-- WORK INSTRUCTION --
Print the records below from the first line through the line containing "the highest matching", both included, word for word.

Collected data entries:

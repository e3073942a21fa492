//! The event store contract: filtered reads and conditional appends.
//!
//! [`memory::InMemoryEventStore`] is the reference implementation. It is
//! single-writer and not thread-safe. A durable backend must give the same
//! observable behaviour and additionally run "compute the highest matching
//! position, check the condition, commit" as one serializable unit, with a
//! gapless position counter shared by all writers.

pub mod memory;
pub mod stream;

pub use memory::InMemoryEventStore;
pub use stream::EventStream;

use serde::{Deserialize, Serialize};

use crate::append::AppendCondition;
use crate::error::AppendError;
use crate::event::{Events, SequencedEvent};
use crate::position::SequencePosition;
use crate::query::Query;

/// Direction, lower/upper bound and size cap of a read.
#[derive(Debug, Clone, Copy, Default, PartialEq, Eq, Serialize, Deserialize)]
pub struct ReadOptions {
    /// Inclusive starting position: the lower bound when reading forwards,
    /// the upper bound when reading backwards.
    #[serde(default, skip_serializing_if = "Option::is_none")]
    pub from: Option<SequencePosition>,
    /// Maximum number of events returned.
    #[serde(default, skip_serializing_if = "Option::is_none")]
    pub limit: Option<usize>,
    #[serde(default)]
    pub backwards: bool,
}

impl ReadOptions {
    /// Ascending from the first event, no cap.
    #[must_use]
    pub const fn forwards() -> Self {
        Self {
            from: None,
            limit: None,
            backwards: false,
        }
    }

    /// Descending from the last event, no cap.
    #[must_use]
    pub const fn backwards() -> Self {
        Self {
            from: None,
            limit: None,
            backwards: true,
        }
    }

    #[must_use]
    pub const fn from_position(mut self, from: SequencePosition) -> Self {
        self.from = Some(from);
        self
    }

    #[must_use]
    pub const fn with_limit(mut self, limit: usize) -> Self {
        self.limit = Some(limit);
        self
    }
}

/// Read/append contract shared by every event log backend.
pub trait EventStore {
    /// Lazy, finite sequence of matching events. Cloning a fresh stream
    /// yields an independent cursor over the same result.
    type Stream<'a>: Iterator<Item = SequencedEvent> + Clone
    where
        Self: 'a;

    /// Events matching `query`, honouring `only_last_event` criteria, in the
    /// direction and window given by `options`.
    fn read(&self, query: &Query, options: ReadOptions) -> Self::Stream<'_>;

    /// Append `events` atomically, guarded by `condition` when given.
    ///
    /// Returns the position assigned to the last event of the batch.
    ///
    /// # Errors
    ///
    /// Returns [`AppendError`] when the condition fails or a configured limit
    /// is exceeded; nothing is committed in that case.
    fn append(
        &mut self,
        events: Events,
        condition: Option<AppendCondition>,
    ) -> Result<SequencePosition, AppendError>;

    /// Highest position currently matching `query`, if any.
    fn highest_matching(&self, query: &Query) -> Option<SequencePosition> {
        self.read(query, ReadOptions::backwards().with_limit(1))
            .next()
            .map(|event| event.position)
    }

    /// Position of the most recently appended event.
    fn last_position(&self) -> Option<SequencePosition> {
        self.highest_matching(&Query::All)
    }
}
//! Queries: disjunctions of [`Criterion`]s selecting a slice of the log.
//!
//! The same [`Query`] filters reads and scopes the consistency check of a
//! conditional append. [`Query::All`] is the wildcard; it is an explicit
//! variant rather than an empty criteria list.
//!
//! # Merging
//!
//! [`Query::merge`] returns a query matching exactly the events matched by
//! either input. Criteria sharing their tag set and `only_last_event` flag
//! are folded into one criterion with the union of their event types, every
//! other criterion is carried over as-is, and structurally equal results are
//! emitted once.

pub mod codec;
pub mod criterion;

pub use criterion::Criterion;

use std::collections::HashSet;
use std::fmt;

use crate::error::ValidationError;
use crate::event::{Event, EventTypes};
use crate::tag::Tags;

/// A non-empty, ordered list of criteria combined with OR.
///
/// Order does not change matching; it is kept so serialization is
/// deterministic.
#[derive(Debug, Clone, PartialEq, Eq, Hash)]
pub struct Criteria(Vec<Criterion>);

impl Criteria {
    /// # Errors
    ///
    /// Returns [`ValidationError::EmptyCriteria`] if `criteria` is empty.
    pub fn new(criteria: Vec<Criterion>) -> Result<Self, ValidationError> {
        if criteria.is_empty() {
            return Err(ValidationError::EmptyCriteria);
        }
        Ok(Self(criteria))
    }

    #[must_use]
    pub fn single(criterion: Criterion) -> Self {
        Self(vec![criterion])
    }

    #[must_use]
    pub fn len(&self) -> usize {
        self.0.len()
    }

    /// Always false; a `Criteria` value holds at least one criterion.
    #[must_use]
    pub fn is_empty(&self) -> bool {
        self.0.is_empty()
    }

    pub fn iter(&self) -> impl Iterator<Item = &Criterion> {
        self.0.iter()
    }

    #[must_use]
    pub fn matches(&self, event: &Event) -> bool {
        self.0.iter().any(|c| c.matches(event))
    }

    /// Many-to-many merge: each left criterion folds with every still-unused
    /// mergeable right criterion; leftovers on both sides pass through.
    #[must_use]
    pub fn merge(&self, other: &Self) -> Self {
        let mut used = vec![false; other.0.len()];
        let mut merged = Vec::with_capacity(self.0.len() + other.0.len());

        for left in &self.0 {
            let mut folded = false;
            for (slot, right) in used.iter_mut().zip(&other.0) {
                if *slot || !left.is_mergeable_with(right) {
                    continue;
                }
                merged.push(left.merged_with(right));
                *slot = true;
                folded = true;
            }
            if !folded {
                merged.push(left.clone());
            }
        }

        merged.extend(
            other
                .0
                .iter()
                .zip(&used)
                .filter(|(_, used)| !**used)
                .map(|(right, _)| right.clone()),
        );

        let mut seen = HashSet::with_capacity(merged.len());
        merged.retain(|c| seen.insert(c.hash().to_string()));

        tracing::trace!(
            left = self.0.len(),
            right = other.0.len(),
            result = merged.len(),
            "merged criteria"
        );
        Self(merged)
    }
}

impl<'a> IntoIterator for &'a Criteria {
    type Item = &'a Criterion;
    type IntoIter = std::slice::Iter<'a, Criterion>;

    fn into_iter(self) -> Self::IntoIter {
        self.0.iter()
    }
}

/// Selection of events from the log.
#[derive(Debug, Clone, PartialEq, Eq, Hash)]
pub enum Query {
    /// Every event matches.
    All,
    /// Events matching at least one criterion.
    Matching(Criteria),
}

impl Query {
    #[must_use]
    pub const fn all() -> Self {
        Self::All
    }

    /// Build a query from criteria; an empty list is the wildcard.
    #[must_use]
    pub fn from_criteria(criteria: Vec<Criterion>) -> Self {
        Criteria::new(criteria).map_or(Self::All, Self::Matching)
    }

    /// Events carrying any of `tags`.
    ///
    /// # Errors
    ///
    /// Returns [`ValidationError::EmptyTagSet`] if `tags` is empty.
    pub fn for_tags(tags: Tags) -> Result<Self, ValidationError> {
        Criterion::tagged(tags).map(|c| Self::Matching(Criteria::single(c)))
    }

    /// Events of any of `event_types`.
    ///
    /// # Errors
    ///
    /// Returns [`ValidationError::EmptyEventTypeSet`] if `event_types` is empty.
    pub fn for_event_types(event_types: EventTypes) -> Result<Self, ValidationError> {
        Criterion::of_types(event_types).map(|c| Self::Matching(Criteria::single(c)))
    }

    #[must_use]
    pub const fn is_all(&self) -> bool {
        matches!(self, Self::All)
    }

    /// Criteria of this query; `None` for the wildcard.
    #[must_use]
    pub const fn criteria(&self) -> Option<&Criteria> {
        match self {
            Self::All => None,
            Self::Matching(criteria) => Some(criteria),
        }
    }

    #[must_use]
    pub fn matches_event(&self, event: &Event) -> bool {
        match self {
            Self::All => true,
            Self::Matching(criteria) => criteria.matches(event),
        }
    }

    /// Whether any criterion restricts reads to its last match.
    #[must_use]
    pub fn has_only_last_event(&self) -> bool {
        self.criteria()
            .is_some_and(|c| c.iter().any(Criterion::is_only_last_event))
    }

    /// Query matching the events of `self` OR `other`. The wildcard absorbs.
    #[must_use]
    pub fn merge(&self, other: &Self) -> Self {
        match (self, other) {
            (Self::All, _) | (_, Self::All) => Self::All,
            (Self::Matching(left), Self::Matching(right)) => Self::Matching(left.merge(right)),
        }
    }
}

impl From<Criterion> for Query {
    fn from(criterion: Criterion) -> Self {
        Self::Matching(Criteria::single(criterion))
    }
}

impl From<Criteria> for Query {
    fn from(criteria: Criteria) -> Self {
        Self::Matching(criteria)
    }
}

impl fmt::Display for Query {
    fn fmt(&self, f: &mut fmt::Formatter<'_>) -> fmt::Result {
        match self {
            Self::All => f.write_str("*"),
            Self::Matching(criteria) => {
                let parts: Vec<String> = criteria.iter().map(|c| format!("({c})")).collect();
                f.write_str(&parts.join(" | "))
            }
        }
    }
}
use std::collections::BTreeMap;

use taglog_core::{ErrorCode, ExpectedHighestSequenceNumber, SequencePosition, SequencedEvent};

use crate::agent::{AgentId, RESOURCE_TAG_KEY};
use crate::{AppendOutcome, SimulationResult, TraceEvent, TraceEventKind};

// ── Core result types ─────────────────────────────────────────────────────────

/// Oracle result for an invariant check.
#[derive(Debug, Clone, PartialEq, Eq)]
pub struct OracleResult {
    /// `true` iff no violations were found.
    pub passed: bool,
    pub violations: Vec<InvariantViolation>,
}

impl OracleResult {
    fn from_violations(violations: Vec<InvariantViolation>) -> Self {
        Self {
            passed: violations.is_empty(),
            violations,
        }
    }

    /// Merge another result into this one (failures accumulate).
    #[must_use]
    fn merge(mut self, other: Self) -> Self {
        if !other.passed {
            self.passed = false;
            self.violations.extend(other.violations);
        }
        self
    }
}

-- YOUR SOLUTION --
repository e3073942a21fa492
//! The event store contract: filtered reads and conditional appends.
//!
//! [`memory::InMemoryEventStore`] is the reference implementation. It is
//! single-writer and not thread-safe. A durable backend must give the same
//! observable behaviour and additionally run "compute the highest matching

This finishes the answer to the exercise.